Tag Archives: Peter and the Starcatcher

Poster Roaster: Ghost

12 Mar

This season, dudes, I’m not gonna lie, it’s hard out there for a poster roaster-writing blogger. I don’t know if Broadway marketing people are stepping up and away from those strange ‘everything that pleases focus groups in one image’ posters, or if my influence is such that posters are being catered to my personal taste (it’s obviously this), but there are a lot of really solid poster images this season. Like the poster for Once, which I love almost as much as I love the show:

Simple, low-key, and oddly romantic, just like the show. Or this poster, for Peter and the Starcatcher:

I can’t even put into words how much I love this poster, or the fact that Serino Coyne hired a Vermont woodworking artist to make it out of old barn wood (there’s a truly beautiful video about it here). It’s both warm and oddly childlike, and perfectly captures the inventive, homemade feeling of the show and of Alex Timbers’ style in general (if you want a reminder about a poster that most definitely did NOT capture this, go back in time to my strong feelings about the BBAJ poster art)

There are plenty of others I like too – the bold simplicity of Jesus Christ Superstar, the retro look of Evita. All good.

But then, there’s this:

Oh, Ghost the Musical.That is just so… weird. Let’s break it down a bit, shall we?
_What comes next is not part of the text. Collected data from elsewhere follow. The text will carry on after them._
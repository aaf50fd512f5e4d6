//! Guest booking workflow
//!
//! `Searching -> RoomChosen -> DraftEntered -> Confirmed`, driven by the
//! guest's requests. The draft lives in the guest's session under
//! [`SessionKey::Reservation`] and is persisted only on confirmation.
//!
//! Confirmation issues two independent inserts (reservation row, then its
//! restriction). They are not wrapped in a transaction: if the restriction
//! insert fails the reservation row stays behind without a restriction.

use std::collections::HashMap;
use std::sync::Arc;

use chrono::NaiveDate;

use crate::{
    config::EmailConfig,
    error::{AppError, AppResult},
    forms::Form,
    models::{
        dates::format_date, restriction::RESTRICTION_RESERVATION, DraftReservation, GuestDetails,
        MailData, NewRoomRestriction, Room,
    },
    repository::BookingRepository,
    services::{
        availability::{AvailabilityService, DateRange},
        mail::Mailer,
        session::{Session, SessionKey},
    },
};

pub const MAIL_TEMPLATE: &str = "basic.html";

/// Where a guest stands in the workflow
#[derive(Debug, Clone, Copy, PartialEq, Eq)]
pub enum BookingStep {
    Searching,
    RoomChosen,
    DraftEntered,
    Confirmed,
}

impl BookingStep {
    /// Step implied by the draft held in session
    pub fn of(draft: Option<&DraftReservation>) -> Self {
        match draft {
            None => BookingStep::Searching,
            Some(d) if d.is_confirmed() => BookingStep::Confirmed,
            Some(d) if d.room_id.is_some() => BookingStep::DraftEntered,
            Some(_) => BookingStep::RoomChosen,
        }
    }
}

#[derive(Debug)]
pub enum SearchOutcome {
    /// Candidate rooms; the draft now holds the dates
    Available(Vec<Room>),
    NoAvailability,
}

#[derive(Debug)]
pub enum ConfirmOutcome {
    Confirmed(DraftReservation),
    /// Field errors; nothing was written
    Invalid { form: Form, draft: DraftReservation },
    /// The room was taken since it was chosen
    Unavailable,
}

#[derive(Clone)]
pub struct BookingService {
    repository: Arc<dyn BookingRepository>,
    availability: AvailabilityService,
    mailer: Mailer,
    email: EmailConfig,
}

impl BookingService {
    pub fn new(
        repository: Arc<dyn BookingRepository>,
        availability: AvailabilityService,
        mailer: Mailer,
        email: EmailConfig,
    ) -> Self {
        Self {
            repository,
            availability,
            mailer,
            email,
        }
    }

    /// Searching -> RoomChosen: list free rooms and start a draft
    pub async fn search(&self, session: &Session, start: NaiveDate, end: NaiveDate) -> AppResult<SearchOutcome> {
        let stay = DateRange::stay(start, end)?;
        let rooms = self.availability.free_rooms(stay.start, stay.end).await?;
        if rooms.is_empty() {
            tracing::info!(%start, %end, "No availability");
            return Ok(SearchOutcome::NoAvailability);
        }

        session
            .put(SessionKey::Reservation, &DraftReservation::new(start, end))
            .await?;
        Ok(SearchOutcome::Available(rooms))
    }

    /// RoomChosen -> DraftEntered from the room list
    pub async fn choose_room(&self, session: &Session, room_id: i32) -> AppResult<DraftReservation> {
        let mut draft: DraftReservation = session
            .get(SessionKey::Reservation)
            .await?
            .ok_or_else(|| AppError::SessionState("Can't get reservation from session".to_string()))?;

        let room = self.repository.get_room_by_id(room_id).await?;
        draft.room_id = Some(room.id);
        draft.room_name = Some(room.room_name);

        session.put(SessionKey::Reservation, &draft).await?;
        Ok(draft)
    }

    /// Straight to DraftEntered from a direct booking link
    pub async fn book_room(
        &self,
        session: &Session,
        room_id: i32,
        start: NaiveDate,
        end: NaiveDate,
    ) -> AppResult<DraftReservation> {
        DateRange::stay(start, end)?;
        let room = self.repository.get_room_by_id(room_id).await?;

        let mut draft = DraftReservation::new(start, end);
        draft.room_id = Some(room.id);
        draft.room_name = Some(room.room_name);

        session.put(SessionKey::Reservation, &draft).await?;
        Ok(draft)
    }

    /// The draft awaiting guest details
    pub async fn current_draft(&self, session: &Session) -> AppResult<DraftReservation> {
        let draft: Option<DraftReservation> = session.get(SessionKey::Reservation).await?;
        match BookingStep::of(draft.as_ref()) {
            BookingStep::DraftEntered => draft
                .ok_or_else(|| AppError::SessionState("Can't get reservation from session".to_string())),
            _ => Err(AppError::SessionState(
                "Can't get reservation from session".to_string(),
            )),
        }
    }

    /// DraftEntered -> Confirmed: validate guest details and commit
    pub async fn confirm(&self, session: &Session, values: HashMap<String, String>) -> AppResult<ConfirmOutcome> {
        let mut draft = self.current_draft(session).await?;
        let room_id = draft
            .room_id
            .ok_or_else(|| AppError::SessionState("No room chosen".to_string()))?;

        let mut form = Form::trimmed(values);
        draft.guest = GuestDetails {
            first_name: form.get("first_name").to_string(),
            last_name: form.get("last_name").to_string(),
            email: form.get("email").to_string(),
            phone: form.get("phone").to_string(),
        };

        form.required(&["first_name", "last_name", "email"]);
        form.min_length("first_name", 3);
        form.is_email("email");
        if !form.valid() {
            return Ok(ConfirmOutcome::Invalid { form, draft });
        }

        if !self
            .availability
            .room_is_free(draft.start_date, draft.end_date, room_id)
            .await?
        {
            tracing::info!(room_id, start = %draft.start_date, end = %draft.end_date, "Room taken before confirmation");
            return Ok(ConfirmOutcome::Unavailable);
        }

        let reservation_id = self
            .repository
            .insert_reservation(&draft.to_new_reservation(room_id))
            .await?;

        let restriction = NewRoomRestriction {
            start_date: draft.start_date,
            end_date: draft.end_date,
            room_id,
            reservation_id: Some(reservation_id),
            restriction_id: RESTRICTION_RESERVATION,
        };
        if let Err(e) = self.repository.insert_room_restriction(&restriction).await {
            tracing::error!(reservation_id, "Reservation stored without its room restriction: {}", e);
            return Err(e);
        }

        draft.reservation_id = Some(reservation_id);
        session.put(SessionKey::Reservation, &draft).await?;
        tracing::info!(reservation_id, room_id, "Reservation confirmed");

        self.notify(&draft);
        Ok(ConfirmOutcome::Confirmed(draft))
    }

    /// Confirmed draft, read once then cleared from the session
    pub async fn summary(&self, session: &Session) -> AppResult<DraftReservation> {
        let draft: Option<DraftReservation> = session.get(SessionKey::Reservation).await?;
        match draft {
            Some(draft) if draft.is_confirmed() => {
                session.remove(SessionKey::Reservation).await?;
                Ok(draft)
            }
            _ => Err(AppError::SessionState(
                "Can't get reservation from session".to_string(),
            )),
        }
    }

    /// Guest confirmation and staff notification; fire-and-forget
    fn notify(&self, draft: &DraftReservation) {
        for msg in confirmation_mails(draft, &self.email.smtp_from, &self.email.staff_address) {
            if let Err(e) = self.mailer.send(msg) {
                tracing::error!("Mail queue unavailable: {}", e);
            }
        }
    }
}

/// Messages sent for a confirmed reservation: guest first, then staff
pub fn confirmation_mails(draft: &DraftReservation, from: &str, staff: &str) -> [MailData; 2] {
    let start = format_date(draft.start_date);
    let end = format_date(draft.end_date);
    let room = draft.room_name.as_deref().unwrap_or("your room");

    let guest = MailData {
        to: draft.guest.email.clone(),
        from: from.to_string(),
        subject: "Reservation Confirmation".to_string(),
        content: format!(
            "<strong>Reservation Confirmation</strong><br>\
             Dear {}, <br>\
             This is to confirm your reservation from {} to {}, for {}.",
            draft.guest.first_name, start, end, room
        ),
        template: Some(MAIL_TEMPLATE.to_string()),
    };

    let staff = MailData {
        to: staff.to_string(),
        from: from.to_string(),
        subject: "Reservation Notification".to_string(),
        content: format!(
            "<strong>Reservation Notification</strong><br>\
             A reservation has been made for {} from {} to {}.",
            room, start, end
        ),
        template: Some(MAIL_TEMPLATE.to_string()),
    };

    [guest, staff]
}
So, first of all, for those of you who don’t know, Ghost the Musical is a British import, and a musical based on the classic movie that made a generation of people think that ceramics were sexy instead of populated by people who don’t believe in deodorant or trimming split ends. And from this poster, it looks like the show has definitely made some changes from the movie.
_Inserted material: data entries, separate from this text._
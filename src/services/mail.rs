//! Outgoing mail
//!
//! [`Mailer`] enqueues on a bounded channel and never waits: when the queue
//! is full the message is dropped with a warning, when the worker is gone
//! the send is a configuration error. [`MailWorker`] drains the queue and
//! delivers over SMTP.

use std::path::Path;
use std::str::FromStr;

use lettre::{
    message::{header::ContentType, Mailbox, Message},
    transport::smtp::authentication::Credentials,
    SmtpTransport, Transport,
};
use tokio::sync::mpsc::{self, error::TrySendError};

use crate::{
    config::EmailConfig,
    error::{AppError, AppResult},
    models::MailData,
};

/// Placeholder replaced by the message content in mail templates
pub const BODY_MARKER: &str = "[%body%]";

/// Enqueue side of the mail queue
#[derive(Clone)]
pub struct Mailer {
    sender: mpsc::Sender<MailData>,
}

/// What happened to an enqueued message
#[derive(Debug, Clone, Copy, PartialEq, Eq)]
pub enum Enqueued {
    Queued,
    /// Queue full, message discarded
    Dropped,
}

impl Mailer {
    /// Create a queue holding at most `capacity` pending messages
    pub fn channel(capacity: usize) -> (Self, mpsc::Receiver<MailData>) {
        let (sender, receiver) = mpsc::channel(capacity.max(1));
        (Self { sender }, receiver)
    }

    pub fn send(&self, msg: MailData) -> AppResult<Enqueued> {
        match self.sender.try_send(msg) {
            Ok(()) => Ok(Enqueued::Queued),
            Err(TrySendError::Full(msg)) => {
                tracing::warn!(to = %msg.to, subject = %msg.subject, "Mail queue full, message dropped");
                Ok(Enqueued::Dropped)
            }
            Err(TrySendError::Closed(_)) => {
                Err(AppError::Internal("Mail queue is closed".to_string()))
            }
        }
    }
}

/// Consumes the mail queue
pub struct MailWorker {
    config: EmailConfig,
    receiver: mpsc::Receiver<MailData>,
}

impl MailWorker {
    pub fn new(config: EmailConfig, receiver: mpsc::Receiver<MailData>) -> Self {
        Self { config, receiver }
    }

    /// Deliver messages until every [`Mailer`] is dropped
    pub async fn run(mut self) {
        tracing::info!("Mail worker started");
        while let Some(msg) = self.receiver.recv().await {
            if let Err(e) = self.deliver(msg).await {
                tracing::error!("Failed to send email: {}", e);
            }
        }
        tracing::info!("Mail worker stopped");
    }

    async fn deliver(&self, msg: MailData) -> AppResult<()> {
        let body = match &msg.template {
            Some(name) => {
                let path = Path::new(&self.config.templates_dir).join(name);
                match tokio::fs::read_to_string(&path).await {
                    Ok(template) => apply_template(&template, &msg.content),
                    Err(e) => {
                        tracing::warn!("Mail template {} unreadable ({}), sending raw content", path.display(), e);
                        msg.content.clone()
                    }
                }
            }
            None => msg.content.clone(),
        };

        let email = build_message(&msg, body)?;
        let mailer = self.transport()?;

        tokio::task::spawn_blocking(move || mailer.send(&email))
            .await
            .map_err(|e| AppError::Internal(format!("Mail task failed: {}", e)))?
            .map_err(|e| AppError::Internal(format!("Failed to send email: {}", e)))?;

        tracing::debug!(to = %msg.to, subject = %msg.subject, "Email sent");
        Ok(())
    }

    fn transport(&self) -> AppResult<SmtpTransport> {
        let builder = if self.config.smtp_use_tls {
            SmtpTransport::starttls_relay(&self.config.smtp_host)
                .map_err(|e| AppError::Internal(format!("Failed to create SMTP transport: {}", e)))?
        } else {
            SmtpTransport::builder_dangerous(&self.config.smtp_host)
        }
        .port(self.config.smtp_port);

        let builder = if let (Some(username), Some(password)) =
            (&self.config.smtp_username, &self.config.smtp_password)
        {
            builder.credentials(Credentials::new(username.clone(), password.clone()))
        } else {
            builder
        };

        Ok(builder.build())
    }
}

/// Insert `content` at the body marker of `template`
pub fn apply_template(template: &str, content: &str) -> String {
    template.replace(BODY_MARKER, content)
}

fn build_message(msg: &MailData, body: String) -> AppResult<Message> {
    let from = Mailbox::from_str(&msg.from)
        .map_err(|e| AppError::Internal(format!("Invalid from address: {}", e)))?;
    let to = Mailbox::from_str(&msg.to)
        .map_err(|e| AppError::Internal(format!("Invalid to address: {}", e)))?;

    Message::builder()
        .from(from)
        .to(to)
        .subject(msg.subject.clone())
        .header(ContentType::TEXT_HTML)
        .body(body)
        .map_err(|e| AppError::Internal(format!("Failed to build email: {}", e)))
}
For example, the movie was a heartbreaking romance between a woman and a man who is breaking the rules of life and death to protect her. According to the poster, the show is a heartbreaking romance between a woman and a frozen dead Smurf. Which is an interesting choice; I mean, generally, audiences are pretty smart. If a character dies and then continues to be present, constantly talking about how he is, in fact, dead, and must avenge said death, or how it’s frustrating that his loved ones can no longer see him, him being dead and all, usually the audiences will pick up on the idea that said person is in fact the titular ghost. If your show is based on a famous movie that most people know, and thus they know that your main character, the studly ghost in question, is no longer a healthy living person, you’d think that you’d also be in the clear. But I guess sometimes you just need to drive that point home by making him look like a cerulean Studsicle.
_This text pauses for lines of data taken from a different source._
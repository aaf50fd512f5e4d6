//! Admin calendar: per-day occupancy maps and block reconciliation
//!
//! For each room the month is rendered twice: the reservation view marks
//! every day of a guest stay with the reservation id, the block view marks
//! the start day of each manual block with the restriction id. The block
//! view is cached in session so the next calendar POST can be diffed
//! against it.

use std::collections::{HashMap, HashSet};
use std::sync::Arc;

use chrono::{Days, NaiveDate};

use crate::{
    error::AppResult,
    models::{
        dates::{month_bounds, parse_date},
        restriction::RestrictionKind,
        CalendarMonth, DayStatusMap, Room, RoomCalendar, RoomRestriction,
    },
    repository::BookingRepository,
    services::{
        availability::DateRange,
        session::{Session, SessionKey},
    },
};

const REMOVE_BLOCK_PREFIX: &str = "remove_block_";
const ADD_BLOCK_PREFIX: &str = "add_block_";

/// Writes issued by one reconciliation
#[derive(Debug, Clone, Default, PartialEq, Eq)]
pub struct ReconcileReport {
    pub deleted: usize,
    pub inserted: usize,
    pub failed: usize,
}

#[derive(Clone)]
pub struct CalendarService {
    repository: Arc<dyn BookingRepository>,
}

impl CalendarService {
    pub fn new(repository: Arc<dyn BookingRepository>) -> Self {
        Self { repository }
    }

    /// Day-status maps of every room for one month
    pub async fn month(&self, year: i32, month: u32) -> AppResult<CalendarMonth> {
        let (first_day, last_day) = month_bounds(year, month)?;
        let rooms = self.repository.all_rooms().await?;

        let mut calendars = Vec::with_capacity(rooms.len());
        for room in rooms {
            calendars.push(self.room_calendar(room, first_day, last_day).await?);
        }

        Ok(CalendarMonth {
            year,
            month,
            first_day,
            last_day,
            rooms: calendars,
        })
    }

    /// Build the month and cache each room's block view in session
    pub async fn show(&self, session: &Session, year: i32, month: u32) -> AppResult<CalendarMonth> {
        let calendar = self.month(year, month).await?;
        for room in &calendar.rooms {
            session
                .put(SessionKey::BlockMap(room.room.id), &room.blocks)
                .await?;
        }
        Ok(calendar)
    }

    async fn room_calendar(&self, room: Room, first_day: NaiveDate, last_day: NaiveDate) -> AppResult<RoomCalendar> {
        let restrictions = self
            .repository
            .get_room_restrictions_for_room_by_date(room.id, first_day, last_day + Days::new(1))
            .await?;
        let (reservations, blocks) = day_maps(&restrictions, first_day, last_day);
        Ok(RoomCalendar {
            room,
            reservations,
            blocks,
        })
    }

    /// Apply a posted calendar form against the cached block views.
    ///
    /// A cached block whose day carries neither `remove_block_<room>_<day>`
    /// nor `add_block_<room>_<day>` is deleted. Every `add_block` key inserts
    /// a block unless one is already cached for that day. Failing items are
    /// logged and counted; the rest still go through. The cache is rebuilt
    /// for `(year, month)` afterwards.
    pub async fn reconcile(
        &self,
        session: &Session,
        year: i32,
        month: u32,
        posted: &HashMap<String, String>,
    ) -> AppResult<ReconcileReport> {
        // reject the month before touching any block
        month_bounds(year, month)?;
        let kept = block_keys(posted, REMOVE_BLOCK_PREFIX);
        let added = block_keys(posted, ADD_BLOCK_PREFIX);

        let mut report = ReconcileReport::default();
        let mut cached: HashSet<(i32, NaiveDate)> = HashSet::new();

        for room in self.repository.all_rooms().await? {
            let blocks: DayStatusMap = match session.get(SessionKey::BlockMap(room.id)).await? {
                Some(blocks) => blocks,
                None => {
                    tracing::warn!(room_id = room.id, "No cached block map, nothing to remove");
                    DayStatusMap::new()
                }
            };

            for (day, restriction_id) in blocks {
                if restriction_id == 0 {
                    continue;
                }
                let key = (room.id, day);
                if kept.contains(&key) || added.contains(&key) {
                    cached.insert(key);
                    continue;
                }
                match self.repository.delete_block_by_id(restriction_id).await {
                    Ok(()) => report.deleted += 1,
                    Err(e) => {
                        tracing::warn!(room_id = room.id, restriction_id, "Failed to remove block: {}", e);
                        report.failed += 1;
                    }
                }
            }
        }

        for (room_id, day) in added {
            if cached.contains(&(room_id, day)) {
                continue;
            }
            match self.repository.insert_block_for_room_restriction(room_id, day).await {
                Ok(()) => report.inserted += 1,
                Err(e) => {
                    tracing::warn!(room_id, %day, "Failed to add block: {}", e);
                    report.failed += 1;
                }
            }
        }

        tracing::info!(
            deleted = report.deleted,
            inserted = report.inserted,
            failed = report.failed,
            "Calendar reconciled"
        );

        self.show(session, year, month).await?;
        Ok(report)
    }
}

/// Reservation view and block view of one room over `[first_day, last_day]`
pub fn day_maps(
    restrictions: &[RoomRestriction],
    first_day: NaiveDate,
    last_day: NaiveDate,
) -> (DayStatusMap, DayStatusMap) {
    let month = DateRange::new(first_day, last_day + Days::new(1));
    let mut reservations = DayStatusMap::new();
    let mut blocks = DayStatusMap::new();
    for day in month.days() {
        reservations.insert(day, 0);
        blocks.insert(day, 0);
    }

    for restriction in restrictions {
        match restriction.kind() {
            RestrictionKind::Reservation(reservation_id) => {
                let stay = DateRange::new(
                    restriction.start_date.max(month.start),
                    restriction.end_date.min(month.end),
                );
                for day in stay.days() {
                    reservations.insert(day, reservation_id);
                }
            }
            RestrictionKind::Block => {
                if let Some(status) = blocks.get_mut(&restriction.start_date) {
                    *status = restriction.id;
                }
            }
        }
    }

    (reservations, blocks)
}

/// `(room, day)` pairs encoded in posted keys starting with `prefix`.
/// Malformed keys are skipped.
fn block_keys(posted: &HashMap<String, String>, prefix: &str) -> HashSet<(i32, NaiveDate)> {
    posted
        .keys()
        .filter_map(|key| {
            let rest = key.strip_prefix(prefix)?;
            let parsed = parse_block_key(rest);
            if parsed.is_none() {
                tracing::warn!(key = %key, "Ignoring malformed calendar field");
            }
            parsed
        })
        .collect()
}

fn parse_block_key(rest: &str) -> Option<(i32, NaiveDate)> {
    let (room_id, day) = rest.split_once('_')?;
    Some((room_id.parse().ok()?, parse_date(day).ok()?))
}

/// Name of the posted field keeping `(room, day)`'s block
pub fn remove_block_field(room_id: i32, day: NaiveDate) -> String {
    format!("{}{}_{}", REMOVE_BLOCK_PREFIX, room_id, day.format("%Y-%m-%d"))
}

/// Name of the posted field adding a block on `(room, day)`
pub fn add_block_field(room_id: i32, day: NaiveDate) -> String {
    format!("{}{}_{}", ADD_BLOCK_PREFIX, room_id, day.format("%Y-%m-%d"))
}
So, we’ve got the healthy normal-colored lady, and Icy Smurf. And they are locked together in a pose that proves their longing to touch, to kiss, if only they were on the same astral plane. Right? Well, not really. They both look a little pained, like two coworders who don’t really like each other having to be really close to each other on a really packed elevator. And because of their positioning, it looks a little like Icy Smurf is bitchily judging her roots, while she’s checking to see if there’s frost on the undead bits, if you know what I’m saying (he looks naked, after all. Did clothes not make it to the afterlife?).

But let’s look at the other stuff too. I very much like the fading graphics on the edges of the title – nicely ghostly, without being too on the nose. But did they have to pepper the image with those confetti light circles? It looks like the afterlife is lit entirely by disco balls. And while that wouldn’t necessarily be a bad thing (fun afterlife!), the fact that ‘believe’ is the tagline, and writ large over the whole thing, just makes me wonder if this moment isn’t going to be interrupted by Cher popping out of that white light in the back to sing her 1998 disco hit (the first line of which, by the by, is “do you believe in life after love?” which is so perfect for this show that I almost had to check to make sure that it wasn’t, in fact, a Cher jukebox musical).

I’m also not entirely sure why the tagline is ‘believe’. I mean, if I recall correctly from the movie, there’s not really a plot point about how people have to believe in ghosts. I don’t remember Patrick Swayze ever being like “oh, if only they would believe in ghosts!” It’s pretty established that whether anyone believes or not, that character is a ghost. The problem, if anything, is more one of communication. I guess ‘Listen for signs from your undead boyfriend’ really isn’t as catchy, and I suppose you could argue that ‘believe’ could be believing in love, or love surviving death, or the fierceness of Cher’s auto-tuning. So I guess I’ll give them that one. Although I can’t help but think that it’s also answering the question of so many when they gaze upon the poster – “wait, they made Ghost into a musical?!”

Yes, world, they did. Believe. And while we still have to wait a bit to actually see it, until then we have our imaginations, to dream of things like whether the pottery scene is as sexy on stage as it is on screen, or how they deal with the moment when the ghost takes over the medium’s body to touch his girlfriend one last time, or how Sam escapes again from wicked Gargamel.